Last year 88 Bcf was pulled from storage and the five-year average was an 81 Bcf withdrawal. Analysts at ICAP Energy predicted a 0 Bcf withdrawal, and IAF Advisors calculated a 3 Bcf decline. A Reuters survey of 23 traders and analysts revealed an average 2 Bcf withdrawal with a range running from a 19 Bcf draw to a 14 Bcf injection.
“We were looking anywhere from a 6 Bcf injection to a 2 Bcf withdrawal,” said a New York floor trader. “We’ll see if the market can hold the $1.83 to $1.84 area.”
“The 1 Bcf net withdrawal was slightly less than the consensus expectation and so modestly bearish in terms of its immediate pressure on prices,” said Tim Evans of Citi Futures Perspective. “We see it as significantly more bearish versus the 82-Bcf five-year average, with the year-on-five-year average storage surplus a new high of 807 Bcf.”

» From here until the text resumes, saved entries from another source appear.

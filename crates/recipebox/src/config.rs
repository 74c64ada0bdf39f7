//! Configuration management for recipebox.
//!
//! Configuration is only read by whatever composes the application (the
//! `recipebox` binary). The repository itself takes a root path and image
//! settings and never looks at the environment.

use std::path::PathBuf;

use figment::{
    providers::{Env, Format, Serialized, Toml},
    Figment,
};
use serde::{Deserialize, Serialize};

use crate::error::{Error, Result};

/// Default configuration file name.
const CONFIG_FILE_NAME: &str = "config.toml";

/// Default data directory name.
const DATA_DIR_NAME: &str = "recipebox";

/// Application configuration.
///
/// Loaded from (highest precedence first):
/// 1. Environment variables prefixed with `RECIPEBOX_` (`__` separates sections)
/// 2. TOML config file at `~/.config/recipebox/config.toml`
/// 3. Default values
#[derive(Debug, Clone, Default, PartialEq, Serialize, Deserialize)]
#[serde(default)]
pub struct Config {
    /// Storage configuration.
    pub storage: StorageConfig,
    /// Image encoding configuration.
    pub images: ImageConfig,
}

/// Storage-related configuration.
#[derive(Debug, Clone, Default, PartialEq, Serialize, Deserialize)]
#[serde(default)]
pub struct StorageConfig {
    /// Base directory holding the index, detail documents and images.
    /// Defaults to `~/.local/share/recipebox`.
    pub root: Option<PathBuf>,
}

/// Settings applied when an image is written to the asset store.
#[derive(Debug, Clone, Copy, PartialEq, Eq, Serialize, Deserialize)]
#[serde(default)]
pub struct ImageConfig {
    /// JPEG quality, 1 to 100.
    pub jpeg_quality: u8,
    /// Longest edge in pixels; larger photos are downscaled. 0 disables.
    pub max_dimension: u32,
}

impl Default for ImageConfig {
    fn default() -> Self {
        Self {
            jpeg_quality: 80,
            max_dimension: 2048,
        }
    }
}

impl Config {
    /// Load configuration from defaults, the config file and `RECIPEBOX_*`
    /// environment variables, in that order of precedence.
    ///
    /// `None` reads the file at [`default_config_path`](Self::default_config_path);
    /// a missing file is not an error.
    ///
    /// # Errors
    ///
    /// Returns an error if configuration loading, parsing or validation fails.
    pub fn load_from(config_path: Option<PathBuf>) -> Result<Self> {
        let config_file = config_path.unwrap_or_else(Self::default_config_path);

        let figment = Figment::new()
            .merge(Serialized::defaults(Config::default()))
            .merge(Toml::file(&config_file))
            .merge(Env::prefixed("RECIPEBOX_").split("__"));

        let config: Config = figment.extract()?;
        config.validate()?;
        Ok(config)
    }

    /// Get the default configuration file path.
    #[must_use]
    pub fn default_config_path() -> PathBuf {
        dirs::config_dir()
            .unwrap_or_else(|| PathBuf::from(".config"))
            .join(DATA_DIR_NAME)
            .join(CONFIG_FILE_NAME)
    }

    /// Get the default data directory path.
    #[must_use]
    pub fn default_data_dir() -> PathBuf {
        dirs::data_local_dir()
            .unwrap_or_else(|| PathBuf::from(".local/share"))
            .join(DATA_DIR_NAME)
    }

    /// Validate the configuration.
    ///
    /// # Errors
    ///
    /// Returns an error if any configuration values are invalid.
    pub fn validate(&self) -> Result<()> {
        if !(1..=100).contains(&self.images.jpeg_quality) {
            return Err(Error::ConfigValidation {
                message: format!(
                    "jpeg_quality must be between 1 and 100, got {}",
                    self.images.jpeg_quality
                ),
            });
        }

        if let Some(root) = &self.storage.root {
            if root.as_os_str().is_empty() {
                return Err(Error::ConfigValidation {
                    message: "storage root must not be empty".to_string(),
                });
            }
        }

        Ok(())
    }

    /// Get the storage root, resolving the default if not set.
    #[must_use]
    pub fn storage_root(&self) -> PathBuf {
        self.storage
            .root
            .clone()
            .unwrap_or_else(Self::default_data_dir)
    }
}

Drew Wozniak of ICAP Energy characterized the report as “bearish.”
Inventories now stand at 2,478 Bcf and are a stout 998 Bcf greater than last year and 807 Bcf more than the five-year average. In the East Region 12 Bcf was pulled, and the Midwest Region saw inventories fall by 10 Bcf. Stocks in the Mountain Region rose 1 Bcf, and the Pacific Region was higher by 1 Bcf. The South Central Region added 19 Bcf.
If forecasters are correct, next week’s reported storage figures may stay in withdrawal mode as well. In a Thursday noon report Natgasweather.com said more seasonal temperatures are on the way. “The very mild spell across the central, southern and eastern U.S. is in the process of coming to an end as a weather system over the Great Lakes taps into a bit colder Canadian air and spreads it south and east the next few days.
“This will finally drop overnight lows back below freezing for several nights across the northern and central U.S. late this week into the weekend to bring a modest increase in natgas demand. Cooling is also expected to push deep into Texas and the South for a couple days to drop highs out of the 70s to 90s and into the 50s to 70s. The associated cold front will finally push through the Mid-Atlantic and East Coast Friday to bring a return to seasonal temperatures with highs mainly in the 40s and 50s, locally 30s.
“A break between weather systems over the northern and eastern U.S. is expected mid next week before additional weather systems arrive with areas of rain and snow, but continuing to look seasonal in nature as they fail to tap adequately into the frigid cold pool over central Canada.”
In physical market trading next day gas benefited from a firm next-day power market. Intercontinental Exchange reported that on-peak power at the ISO New England’s Massachusetts Hub added $4.12 to $23.99/MWh and at the Indiana Hub on-peak Friday power rose 26 cents to $26.00/MWh. On-peak power at the PJM West terminal eased a dime to $25.69/MWh.
Deliveries to Texas Eastern M-3, Delivery gained 11 cents to $1.27, and parcels bound for New York City on Transco Zone 6 rose by 29 cents to $1.47.
Major trading hubs were solidly in the black. Gas at the Chicago Citygate added 4 cents to $1.91, and packages at the Henry Hub were quoted 8 cents higher at $1.82. Gas at Opal rose a dime to $1.62 and gas at the PG&E Citygate changed hands 3 cents higher at $1.99.